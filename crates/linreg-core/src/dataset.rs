//! Synthetic regression data and seeded train/test splitting.
use rand::rngs::StdRng;
use rand::SeedableRng;

use crate::error::{MatrixError, Result};
use crate::math::{Axis, IndexMatrix, Matrix};

/// A generated regression problem together with its ground truth.
#[derive(Debug, Clone)]
pub struct RegressionData {
    /// Features, `n_samples x n_features`.
    pub x: Matrix,
    /// Targets, `n_samples x 1`.
    pub y: Matrix,
    /// True coefficients, `n_features x 1`.
    pub coefficients: Matrix,
}

/// Rows of `x`/`y` partitioned into disjoint train and test sets.
#[derive(Debug, Clone)]
pub struct TrainTestSplit {
    pub x_train: Matrix,
    pub y_train: Matrix,
    pub x_test: Matrix,
    pub y_test: Matrix,
}

/// Generate `y = x coefficients + bias + noise * N(0, 1)`.
///
/// Column `j` of `x` is drawn from `N(mean_j, std_j)` with `mean_j` and
/// `std_j` in `[0, 10)`; coefficients lie in `[-25, 25)`. Every draw comes
/// from one stream seeded with `seed`.
pub fn make_regression(
    n_samples: usize,
    n_features: usize,
    bias: f64,
    noise: f64,
    seed: u64,
) -> Result<RegressionData> {
    if !noise.is_finite() || noise < 0.0 {
        return Err(MatrixError::invalid(format!(
            "noise must be finite and non-negative, got {}",
            noise
        )));
    }
    let mut rng = StdRng::seed_from_u64(seed);

    let mut means = Matrix::create(n_features, 1)?;
    means.fill_random_uniform_with(&mut rng);
    means.scale(10.0);
    let mut stds = Matrix::create(n_features, 1)?;
    stds.fill_random_uniform_with(&mut rng);
    stds.scale(10.0);

    let mut x = Matrix::create(n_samples, n_features)?;
    x.fill_random_gaussian_with(&means, &stds, &mut rng)?;

    let mut coefficients = Matrix::create(n_features, 1)?;
    coefficients.fill_random_uniform_with(&mut rng);
    coefficients.scale(50.0);
    coefficients.add_scalar(-25.0);

    let mut noise_vec = Matrix::create(n_samples, 1)?;
    noise_vec.fill_random_gaussian_with(
        &Matrix::zeros(1, 1),
        &Matrix::from_elem(1, 1, 1.0),
        &mut rng,
    )?;
    noise_vec.scale(noise);

    let mut y = x.matmul(false, &coefficients, false)?;
    y.add_scalar(bias);
    y.add(&noise_vec)?;

    log::trace!(
        "generated {} x {} regression data, bias = {}, noise = {}",
        n_samples,
        n_features,
        bias,
        noise
    );

    Ok(RegressionData { x, y, coefficients })
}

/// Seeded permutation of `0..total` cut into `(train, test)` index columns.
///
/// The first `n_test` entries of the permutation form the test set and the
/// remaining `n_train` the train set.
pub fn split_indices(
    total: usize,
    n_train: usize,
    n_test: usize,
    seed: u64,
) -> Result<(IndexMatrix, IndexMatrix)> {
    if n_test >= n_train {
        return Err(MatrixError::invalid(format!(
            "test rows ({}) must be fewer than train rows ({})",
            n_test, n_train
        )));
    }
    if n_train + n_test != total {
        return Err(MatrixError::invalid(format!(
            "train ({}) and test ({}) rows must add up to {}",
            n_train, n_test, total
        )));
    }

    let total_i = total as i64;
    let n_test_i = n_test as i64;

    let mut permutation = IndexMatrix::create(total, 1)?;
    permutation.fill_random_range(0, total_i, false, seed)?;

    let mut test = IndexMatrix::create(n_test, 1)?;
    let head = IndexMatrix::range(0, n_test_i, 1, Axis::Rows)?;
    permutation.gather(&mut test, &head, Axis::Rows)?;

    let mut train = IndexMatrix::create(n_train, 1)?;
    let tail = IndexMatrix::range(n_test_i, total_i, 1, Axis::Rows)?;
    permutation.gather(&mut train, &tail, Axis::Rows)?;

    log::trace!("split {} rows into {} train / {} test", total, n_train, n_test);
    Ok((train, test))
}

/// Shuffle rows into train and test sets, `floor(rows * test_frac)` of them
/// going to test.
pub fn train_test_split(x: &Matrix, y: &Matrix, test_frac: f64, seed: u64) -> Result<TrainTestSplit> {
    if !(0.0..1.0).contains(&test_frac) {
        return Err(MatrixError::invalid(format!(
            "test fraction must lie in [0, 1), got {}",
            test_frac
        )));
    }
    if !y.is_column_vector() || y.nrows() != x.nrows() {
        return Err(MatrixError::shape("train_test_split", x.shape(), y.shape()));
    }

    let total = x.nrows();
    let n_test = (total as f64 * test_frac).floor() as usize;
    let n_train = total - n_test;
    let (train_idx, test_idx) = split_indices(total, n_train, n_test, seed)?;

    Ok(TrainTestSplit {
        x_train: x.select(&train_idx, Axis::Rows)?,
        y_train: y.select(&train_idx, Axis::Rows)?,
        x_test: x.select(&test_idx, Axis::Rows)?,
        y_test: y.select(&test_idx, Axis::Rows)?,
    })
}

#[cfg(test)]
mod tests {
    use super::*;

    #[test]
    fn noiseless_targets_follow_the_coefficients() {
        let data = make_regression(50, 3, 4.0, 0.0, 11).unwrap();
        let mut expected = data.x.matmul(false, &data.coefficients, false).unwrap();
        expected.add_scalar(4.0);
        for (a, b) in data.y.as_slice().iter().zip(expected.as_slice()) {
            assert!((a - b).abs() < 1e-9);
        }
        assert!(data
            .coefficients
            .as_slice()
            .iter()
            .all(|c| (-25.0..25.0).contains(c)));
    }

    #[test]
    fn split_rejects_inconsistent_sizes() {
        assert!(split_indices(10, 5, 5, 0).is_err());
        assert!(split_indices(10, 6, 3, 0).is_err());
        assert!(split_indices(10, 7, 3, 0).is_ok());
    }
}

Activity: Using the listing above, return all lines where the word "iter" occurs.

Task output:
        for (a, b) in data.y.as_slice().iter().zip(expected.as_slice()) {
            .iter()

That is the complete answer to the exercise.